Every line below between the line holding "use anyhow::Result;" and the line holding "let book = library.delete_book(title).await?;", inclusive, should be repeated exactly, and all other lines omitted.

___ Records to use ___

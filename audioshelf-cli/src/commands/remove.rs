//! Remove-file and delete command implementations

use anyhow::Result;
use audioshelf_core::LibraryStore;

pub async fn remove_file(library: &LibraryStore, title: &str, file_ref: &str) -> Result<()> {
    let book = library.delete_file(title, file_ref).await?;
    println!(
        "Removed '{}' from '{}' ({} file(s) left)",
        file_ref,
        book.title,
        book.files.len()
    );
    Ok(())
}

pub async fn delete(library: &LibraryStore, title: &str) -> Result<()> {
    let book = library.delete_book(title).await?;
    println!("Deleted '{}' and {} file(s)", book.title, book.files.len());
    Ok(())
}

___
___ Records to use ___

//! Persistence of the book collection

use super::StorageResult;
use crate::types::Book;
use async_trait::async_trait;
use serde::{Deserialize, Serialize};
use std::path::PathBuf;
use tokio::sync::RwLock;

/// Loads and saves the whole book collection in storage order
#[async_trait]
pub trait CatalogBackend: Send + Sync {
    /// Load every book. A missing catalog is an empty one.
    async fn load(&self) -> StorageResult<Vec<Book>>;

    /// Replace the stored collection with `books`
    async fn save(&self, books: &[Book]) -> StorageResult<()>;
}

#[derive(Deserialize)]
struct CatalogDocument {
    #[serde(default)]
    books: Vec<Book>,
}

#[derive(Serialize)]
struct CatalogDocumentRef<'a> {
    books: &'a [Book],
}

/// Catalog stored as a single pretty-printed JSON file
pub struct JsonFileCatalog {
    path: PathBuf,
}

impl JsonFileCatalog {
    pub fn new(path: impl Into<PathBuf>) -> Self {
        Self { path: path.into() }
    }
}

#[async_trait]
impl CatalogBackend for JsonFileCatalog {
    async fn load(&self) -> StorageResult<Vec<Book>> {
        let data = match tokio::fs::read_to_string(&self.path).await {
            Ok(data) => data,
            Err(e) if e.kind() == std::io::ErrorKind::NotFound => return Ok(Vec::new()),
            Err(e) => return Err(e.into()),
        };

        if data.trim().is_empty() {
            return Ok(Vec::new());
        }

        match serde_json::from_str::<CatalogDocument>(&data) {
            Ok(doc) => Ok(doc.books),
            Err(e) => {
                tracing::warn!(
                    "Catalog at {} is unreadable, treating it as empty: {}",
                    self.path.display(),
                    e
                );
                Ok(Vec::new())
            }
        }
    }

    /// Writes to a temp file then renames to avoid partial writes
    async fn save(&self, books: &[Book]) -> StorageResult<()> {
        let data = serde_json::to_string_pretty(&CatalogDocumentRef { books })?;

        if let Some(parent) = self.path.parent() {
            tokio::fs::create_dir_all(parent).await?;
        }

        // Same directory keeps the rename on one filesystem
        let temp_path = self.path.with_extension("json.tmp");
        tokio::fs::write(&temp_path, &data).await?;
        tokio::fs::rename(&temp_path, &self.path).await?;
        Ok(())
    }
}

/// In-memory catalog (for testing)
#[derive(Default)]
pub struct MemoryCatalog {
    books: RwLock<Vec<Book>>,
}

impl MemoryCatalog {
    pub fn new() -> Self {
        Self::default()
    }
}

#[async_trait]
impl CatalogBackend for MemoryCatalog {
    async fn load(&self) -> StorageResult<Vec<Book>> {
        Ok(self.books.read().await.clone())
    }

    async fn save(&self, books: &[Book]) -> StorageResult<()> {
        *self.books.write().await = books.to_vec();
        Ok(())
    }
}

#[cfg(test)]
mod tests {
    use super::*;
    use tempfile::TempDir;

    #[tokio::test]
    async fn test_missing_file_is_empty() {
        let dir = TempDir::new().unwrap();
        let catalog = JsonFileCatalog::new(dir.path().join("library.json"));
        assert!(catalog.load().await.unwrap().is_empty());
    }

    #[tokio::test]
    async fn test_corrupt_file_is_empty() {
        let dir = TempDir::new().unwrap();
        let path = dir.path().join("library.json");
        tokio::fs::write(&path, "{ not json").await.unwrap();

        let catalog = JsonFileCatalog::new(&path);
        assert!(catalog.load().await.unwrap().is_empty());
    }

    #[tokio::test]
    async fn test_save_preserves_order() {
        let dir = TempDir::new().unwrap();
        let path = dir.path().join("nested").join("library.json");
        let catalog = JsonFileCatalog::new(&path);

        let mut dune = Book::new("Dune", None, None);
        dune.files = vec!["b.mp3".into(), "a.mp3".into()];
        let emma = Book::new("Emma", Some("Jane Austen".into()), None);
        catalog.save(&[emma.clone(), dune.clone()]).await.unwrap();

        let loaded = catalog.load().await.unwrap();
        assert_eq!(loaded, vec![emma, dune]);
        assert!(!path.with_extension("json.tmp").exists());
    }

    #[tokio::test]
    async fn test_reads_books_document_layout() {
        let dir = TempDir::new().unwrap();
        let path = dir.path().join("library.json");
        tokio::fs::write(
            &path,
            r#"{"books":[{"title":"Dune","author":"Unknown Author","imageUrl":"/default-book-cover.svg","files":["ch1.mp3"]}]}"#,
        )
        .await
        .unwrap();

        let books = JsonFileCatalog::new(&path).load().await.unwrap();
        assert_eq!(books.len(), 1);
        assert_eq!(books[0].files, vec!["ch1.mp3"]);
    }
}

___

* **Task answer**
use anyhow::Result;
use audioshelf_core::LibraryStore;

pub async fn remove_file(library: &LibraryStore, title: &str, file_ref: &str) -> Result<()> {
    let book = library.delete_file(title, file_ref).await?;
    println!(
        "Removed '{}' from '{}' ({} file(s) left)",
        file_ref,
        book.title,
        book.files.len()
    );
    Ok(())
}

pub async fn delete(library: &LibraryStore, title: &str) -> Result<()> {
    let book = library.delete_book(title).await?;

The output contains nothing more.